Neither EBC nor its agents shall be violating the undersigned's right of privacy
in any manner in requesting and obtaining the Information and the undersigned
hereby releases them from liability for any damage whatsoever in that
connection.

          12. This letter agreement shall be governed by and construed and
enforced in accordance with the laws of the State of New York, without giving
effect to conflicts of law principles that would result in the application of
the substantive laws of another jurisdiction. The undersigned hereby (i) agrees
that any action, proceeding or claim against him arising out of or relating in
any way to this letter agreement (a "Proceeding") shall be brought and enforced
in the courts of the State of New York of the United States of America for the
Southern District of New York, and irrevocably submits to such jurisdiction,
which jurisdiction shall be exclusive, (ii) waives any objection to such
exclusive jurisdiction and that such courts represent an inconvenient forum and
(iii) irrevocably agrees to appoint Graubard Miller as agent for the service of
process in the State of New York to receive, for the undersigned and on his
behalf, service of process in any Proceeding. If for any reason such agent is
unable to act as such, the undersigned will promptly notify the Company and EBC
and appoint a substitute agent acceptable to each of the Company and EBC within
30 days and nothing in this letter will affect the right of either party to
serve process in any other manner permitted by law.

          13. As used herein, (i) a "Business Combination" shall mean an
acquisition by merger, capital stock exchange, asset or stock acquisition,
reorganization or otherwise, of an operating business; (ii) "Insiders" shall
mean all officers, directors and stockholders of the Company immediately prior
to the IPO; (iii) "Insider Shares" shall mean all of the shares of Common Stock
of the Company owned by an Insider prior to the IPO; and (iv) "IPO Shares" shall
mean the shares of Common Stock issued in the Company's IPO.
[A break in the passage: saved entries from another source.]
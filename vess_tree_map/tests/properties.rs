// Copyright 2025 the VESS Authors
// SPDX-License-Identifier: Apache-2.0 OR MIT

//! Property tests for `TreeMap`.
//!
//! Random operation sequences run against both the map and a `BTreeMap`
//! model; after every step the map must validate and agree with the model.

use std::collections::BTreeMap;

use proptest::prelude::*;
use vess_tree_map::TreeMap;

#[derive(Clone, Debug)]
enum Op {
    Insert(u16, u32),
    Remove(u16),
    Update(u16, u32),
}

fn op() -> impl Strategy<Value = Op> {
    // A small key space makes duplicates and misses common.
    prop_oneof![
        3 => (0..256_u16, any::<u32>()).prop_map(|(k, v)| Op::Insert(k, v)),
        2 => (0..256_u16).prop_map(Op::Remove),
        1 => (0..256_u16, any::<u32>()).prop_map(|(k, v)| Op::Update(k, v)),
    ]
}

/// Upper bound on the height of a red-black tree with `len` entries.
fn height_bound(len: usize) -> usize {
    2 * (usize::BITS - (len + 1).leading_zeros()) as usize
}

proptest! {
    #[test]
    fn agrees_with_model(ops in prop::collection::vec(op(), 0..400)) {
        let mut map = TreeMap::new();
        let mut model = BTreeMap::new();

        for op in ops {
            match op {
                Op::Insert(key, value) => {
                    let fresh = !model.contains_key(&key);
                    if fresh {
                        model.insert(key, value);
                    }
                    prop_assert_eq!(map.insert(key, value), fresh);
                }
                Op::Remove(key) => {
                    prop_assert_eq!(map.remove(&key), model.remove(&key).is_some());
                }
                Op::Update(key, value) => {
                    let present = match model.get_mut(&key) {
                        Some(slot) => {
                            *slot = value;
                            true
                        }
                        None => false,
                    };
                    prop_assert_eq!(map.update(&key, value), present);
                }
            }
            prop_assert!(map.validate().is_ok(), "{:?}", map.validate());
            prop_assert_eq!(map.len(), model.len());
        }

        prop_assert!(map.iter().eq(model.iter()));
        prop_assert!(map.height() <= height_bound(map.len()));
    }

    #[test]
    fn in_order_keys_strictly_increase(keys in prop::collection::vec(any::<i32>(), 0..300)) {
        let map: TreeMap<i32, ()> = keys.iter().map(|&key| (key, ())).collect();
        let sorted: Vec<i32> = map.keys().copied().collect();
        prop_assert!(sorted.windows(2).all(|pair| pair[0] < pair[1]));
        prop_assert_eq!(map.len(), sorted.len());
        prop_assert_eq!(map.iter().rev().count(), map.len());
    }

    #[test]
    fn inserted_keys_are_found(keys in prop::collection::hash_set(any::<u32>(), 1..200)) {
        let mut map = TreeMap::new();
        for &key in &keys {
            prop_assert!(map.insert(key, key.wrapping_mul(7)));
        }
        for &key in &keys {
            prop_assert_eq!(map.get(&key), Some(&key.wrapping_mul(7)));
        }
    }

    #[test]
    fn second_remove_fails(keys in prop::collection::vec(0..64_u8, 1..100), victim in 0..64_u8) {
        let mut map: TreeMap<u8, ()> = keys.iter().map(|&key| (key, ())).collect();
        let present = map.contains_key(&victim);
        prop_assert_eq!(map.remove(&victim), present);
        prop_assert!(!map.remove(&victim));
        prop_assert!(!map.contains_key(&victim));
        prop_assert!(map.validate().is_ok());
    }

    #[test]
    fn update_keeps_shape(keys in prop::collection::vec(any::<u16>(), 1..200), value in any::<u64>()) {
        let mut map: TreeMap<u16, u64> = keys.iter().map(|&key| (key, 0)).collect();
        let before: Vec<u16> = map.keys().copied().collect();
        let (height, black_height) = (map.height(), map.black_height());

        for key in &keys {
            prop_assert!(map.update(key, value));
        }

        prop_assert!(map.keys().copied().eq(before));
        prop_assert_eq!(map.height(), height);
        prop_assert_eq!(map.black_height(), black_height);
        prop_assert!(map.values().all(|&stored| stored == value));
    }
}
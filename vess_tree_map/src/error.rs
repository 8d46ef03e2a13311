// Copyright 2025 the VESS Authors
// SPDX-License-Identifier: Apache-2.0 OR MIT

//! Error types.

use core::fmt;

/// Error returned by [`TreeMap::try_insert`](crate::TreeMap::try_insert) when
/// the key is already present.
///
/// The rejected key and value are handed back untouched; the existing entry is
/// left as it was.
#[derive(Clone, PartialEq, Eq)]
pub struct DuplicateKey<K, V> {
    /// The key that was already present.
    pub key: K,
    /// The value that was not inserted.
    pub value: V,
}

impl<K, V> DuplicateKey<K, V> {
    /// Splits the error back into the rejected pair.
    #[must_use]
    pub fn into_inner(self) -> (K, V) {
        (self.key, self.value)
    }
}

impl<K: fmt::Debug, V> fmt::Debug for DuplicateKey<K, V> {
    fn fmt(&self, f: &mut fmt::Formatter<'_>) -> fmt::Result {
        f.debug_struct("DuplicateKey")
            .field("key", &self.key)
            .finish_non_exhaustive()
    }
}

impl<K: fmt::Debug, V> fmt::Display for DuplicateKey<K, V> {
    fn fmt(&self, f: &mut fmt::Formatter<'_>) -> fmt::Result {
        write!(f, "key {:?} is already present", self.key)
    }
}

impl<K: fmt::Debug, V> core::error::Error for DuplicateKey<K, V> {}

/// A broken red-black or bookkeeping invariant, as found by
/// [`TreeMap::validate`](crate::TreeMap::validate).
///
/// These never occur through the public API; they indicate a bug in the map.
#[derive(Copy, Clone, Debug, PartialEq, Eq)]
pub enum InvariantViolation {
    /// The root node is red.
    RedRoot,
    /// The root node has a parent link.
    RootHasParent,
    /// A red node has a red child. `depth` is the child's depth (root is 0).
    RedRedEdge {
        /// Depth of the offending child.
        depth: usize,
    },
    /// Two paths from the same node reach leaves through different numbers
    /// of black nodes.
    BlackHeightMismatch {
        /// Black height of the left subtree.
        left: usize,
        /// Black height of the right subtree.
        right: usize,
    },
    /// In-order traversal produced a key not strictly greater than its predecessor.
    OutOfOrder {
        /// Position of the offending key in ascending order.
        position: usize,
    },
    /// A child's parent link does not point back at its parent.
    BrokenParentLink {
        /// Depth of the child with the bad link.
        depth: usize,
    },
    /// The stored length disagrees with the number of reachable nodes.
    LengthMismatch {
        /// Length recorded by the map.
        recorded: usize,
        /// Nodes actually reachable from the root.
        reachable: usize,
    },
}

impl fmt::Display for InvariantViolation {
    fn fmt(&self, f: &mut fmt::Formatter<'_>) -> fmt::Result {
        match *self {
            Self::RedRoot => f.write_str("root node is red"),
            Self::RootHasParent => f.write_str("root node has a parent link"),
            Self::RedRedEdge { depth } => {
                write!(f, "red node at depth {depth} has a red parent")
            }
            Self::BlackHeightMismatch { left, right } => write!(
                f,
                "black heights differ between subtrees ({left} on the left, {right} on the right)"
            ),
            Self::OutOfOrder { position } => {
                write!(f, "key at in-order position {position} is not greater than its predecessor")
            }
            Self::BrokenParentLink { depth } => {
                write!(f, "node at depth {depth} does not link back to its parent")
            }
            Self::LengthMismatch {
                recorded,
                reachable,
            } => write!(
                f,
                "map records {recorded} entries but {reachable} nodes are reachable"
            ),
        }
    }
}

impl core::error::Error for InvariantViolation {}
                                        Don K. Rice
                                        Print Name of Insider


                                        /s/ Don K. Rice
                                        ---------------------------------
                                        Signature



EXHIBIT A

     DON K. RICE has been our chairman of the board, chief executive officer,
president and treasurer since our inception. Mr. Rice was a co-founder and has
been a managing partner of RSTW Partners since 1989. RSTW Partners is a
privately held firm that, through limited partnerships, invests primarily in the
subordinated debt of middle market companies located throughout the United
States. Prior to forming RSTW Partners, from 1986 to December 1988, Mr. Rice was
affiliated with First Texas Merchant Banking Group, a firm which specialized in
providing subordinated debt financing, and was its vice president from 1986 to
1988 and president and chief executive officer from May 1988 to December 1988.
He was also vice president of PruCapital, Inc., an investment subsidiary of The
Prudential Insurance Company of America, from March 1984 to April 1986. Mr. Rice
has served as a member of the board of directors of NationsHealth, Inc. since
its inception in August 2003. NationsHealth is a Nasdaq listed company that,
through its wholly owned subsidiary, NationsHealth L.L.C., provides medical
products and pharmacy benefits to Medicare participants and other senior
citizens. NationsHealth, Inc. was originally known as Millstream Acquisition
Corporation, a blank check company with an objective to acquire an operating
business with significant growth potential. Mr. Rice has also served as a member
of the board of directors of Millstream II Acquisition Corporation, an OTC
Bulletin Board listed blank check company formed to serve as a vehicle for the
acquisition of an operating business, since its inception in September 2004. Mr.
Rice received a B.B.A. and M.B.A. from the University of Texas.